Il y a toujours une solution si l’on sait vendre son projet et si l’on sait faire preuve de diplomatie
Je me suis retrouvé devant l’Amiral Chantal Desbordes avec tous les réformés et la tête d’un petit chien battu. Au lieu de m’énerver, je lui ai expliqué que l’armée était toute ma vie, que je m’étais entraîné depuis longtemps et que j’avais traversé toute la France pour cette opportunité (mon père étant militaire, j’habitais en Allemagne à l’époque). Devant ma motivation, elle a alors appelé le médecin pour faire en sorte que cette inaptitude soit qualifiée de « temporaire » le temps que je subisse une intervention laser à l’œil. Grâce à elle, j’ai pu intégrer en janvier 1998. Il y a toujours une solution si l’on sait vendre son projet et si l’on sait faire preuve de diplomatie.

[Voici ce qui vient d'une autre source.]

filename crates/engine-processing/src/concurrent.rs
use crate::error::StreamError;
use connectors::{connection::Connector, sql::base::requests::FetchRowsRequest};
use futures::future::try_join_all;
use model::records::row::Row;
use std::{sync::Arc, time::Instant};
use tracing::{debug, warn};

/// Runs `request` to completion on a connection of its own and closes it.
pub async fn fetch_all(
    connector: &dyn Connector,
    request: &FetchRowsRequest,
) -> Result<Vec<Row>, StreamError> {
    let mut conn = connector.connect().await?;
    let result = conn.fetch(request).await;

    if let Err(err) = conn.close().await {
        warn!(source = connector.name(), error = %err, "Failed to close connection");
    }
    Ok(result?)
}

/// Issues every request at once, each on its own connection, and waits for
/// all of them. Results come back in request order; the first failure
/// cancels the fetches still in flight.
pub async fn fetch_concurrently(
    connector: Arc<dyn Connector>,
    requests: Vec<FetchRowsRequest>,
) -> Result<Vec<Vec<Row>>, StreamError> {
    let started = Instant::now();
    let fetches = requests
        .iter()
        .map(|request| fetch_all(connector.as_ref(), request));
    let results = try_join_all(fetches).await?;

    debug!(
        source = connector.name(),
        queries = results.len(),
        elapsed_ms = started.elapsed().as_millis() as u64,
        "Concurrent fetches finished"
    );
    Ok(results)
}
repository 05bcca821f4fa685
//! Database-specific pieces of SQL syntax.

use crate::sql::base::schema::ColumnType;

pub trait Dialect: Send + Sync {
    /// Wraps an identifier (like a table or column name) in the correct
    /// quotation marks for the dialect.
    ///
    /// - PostgreSQL uses double quotes: `"my_column"`
    /// - MySQL uses backticks: `` `my_column` ``
    fn quote_identifier(&self, ident: &str) -> String;

    /// Returns the placeholder for the zero-based parameter `index`.
    ///
    /// - PostgreSQL uses `$1`, `$2`, etc.
    /// - MySQL uses `?`
    fn placeholder(&self, index: usize) -> String;

    fn render_column_type(&self, column_type: &ColumnType) -> String;

    /// Whether `OFFSET` is only valid after a `LIMIT` clause.
    fn requires_limit_for_offset(&self) -> bool {
        false
    }

    fn name(&self) -> &'static str;
}

#[derive(Debug, Clone, Copy)]
pub struct Postgres;

impl Dialect for Postgres {
    fn quote_identifier(&self, ident: &str) -> String {
        format!(r#""{}""#, ident.replace('"', "\"\""))
    }

    fn placeholder(&self, index: usize) -> String {
        format!("${}", index + 1)
    }

    fn render_column_type(&self, column_type: &ColumnType) -> String {
        match column_type {
            ColumnType::Char(len) => format!("CHAR({len})"),
            ColumnType::VarChar(len) => format!("VARCHAR({len})"),
            ColumnType::Integer => "BIGINT".to_string(),
            ColumnType::Decimal { precision, scale } => format!("NUMERIC({precision},{scale})"),
        }
    }

    fn name(&self) -> &'static str {
        "PostgreSQL"
    }
}

#[derive(Debug, Clone, Copy)]
pub struct MySql;

impl Dialect for MySql {
    fn quote_identifier(&self, ident: &str) -> String {
        format!("`{}`", ident.replace('`', "``"))
    }

    fn placeholder(&self, _index: usize) -> String {
        "?".to_string()
    }

    fn render_column_type(&self, column_type: &ColumnType) -> String {
        match column_type {
            ColumnType::Char(len) => format!("CHAR({len})"),
            ColumnType::VarChar(len) => format!("VARCHAR({len})"),
            ColumnType::Integer => "BIGINT".to_string(),
            ColumnType::Decimal { precision, scale } => format!("DECIMAL({precision},{scale})"),
        }
    }

    fn requires_limit_for_offset(&self) -> bool {
        true
    }

    fn name(&self) -> &'static str {
        "MySQL"
    }
}
pub mod base;
pub mod mysql;
pub mod postgres;
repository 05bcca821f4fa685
use crate::records::row::Row;

/// Rows fetched with a single `(page_size, offset)` query.
#[derive(Debug, Clone, PartialEq)]
pub struct Page {
    /// Zero-based position of the page in the sequence.
    pub index: usize,
    pub offset: usize,
    pub page_size: usize,
    pub rows: Vec<Row>,
    /// Set when the source holds nothing past this page.
    pub last: bool,
}

impl Page {
    pub fn len(&self) -> usize {
        self.rows.len()
    }

    pub fn is_empty(&self) -> bool {
        self.rows.is_empty()
    }

    pub fn is_last(&self) -> bool {
        self.last || self.rows.len() < self.page_size
    }
}

impl IntoIterator for Page {
    type Item = Row;
    type IntoIter = std::vec::IntoIter<Row>;

    fn into_iter(self) -> Self::IntoIter {
        self.rows.into_iter()
    }
}
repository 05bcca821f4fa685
pub mod core;
pub mod pagination;
pub mod records;
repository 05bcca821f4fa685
pub mod adapter;
pub mod params;
mod row;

A partir de là, j’ai fait un parcours sans faute. Je suis arrivée au Brevet Élémentaire puis j’ai passé mon stage commando. Je pensais avoir un gros caractère mais c’est en arrivant à ce stage que j’ai vu ce que c’était ! I J’ai pu y faire la différence entre le gros caractère, celui que tu extériorises, et la force intérieure. Cette force intérieure est ce qui permet de réussir au stage commando quand les instructeurs rabaissent les élèves en les mettant plus minable que minable, lorsqu’ils les font “ramasser” et faire des choses que tu ne comprends pas.
Le béret vert décroché, j’ai intégré le Commando de Penfentenyo
Le béret vert décroché, j’ai intégré le Commando de Penfentenyo à une période où il y avait moins de missions. Cela laissait donc le temps à certains chefs de trouver des « Jeux Nathan » (les jeux intelligents) pour les jeunes recrues… Peu de temps après mon arrivée, je suis parti 6 mois à Djibouti pour l’entraînement du commando. Les trois premières semaines, je ne savais pas si j’allais rester en commando car je comprenais pas ce qu’on me demandait de faire. J’étais rentré dans une unité de forces spéciales et je passais la majeure partie de mon temps à nettoyer la vaisselle, faire le service pour les chefs et surveiller les chameaux pendant les séances de tir.
Avec la maturité, je comprends mieux pourquoi les jeunes recrues recevaient cet accueil. Si tu réussis à prendre sur toi pour endurer tout ça, c’est que tu es passé par la bonne école et que ton caractère est fait pour ce métier-là. Ce choc psychologique doit être important car il permet aux cadres de voir vraiment qui est la personne et si l’on peut avoir confiance en elle. Si une jeune recrue décide d’arrêter pour si peu de choses, c’est que qu’elle n’est finalement pas faite pour partir un jour en mission. La seule chose que l’on peut regretter est qu’il y avait une minorité de chefs qui exagérait (dont la plupart n’a pas fait une grande carrière).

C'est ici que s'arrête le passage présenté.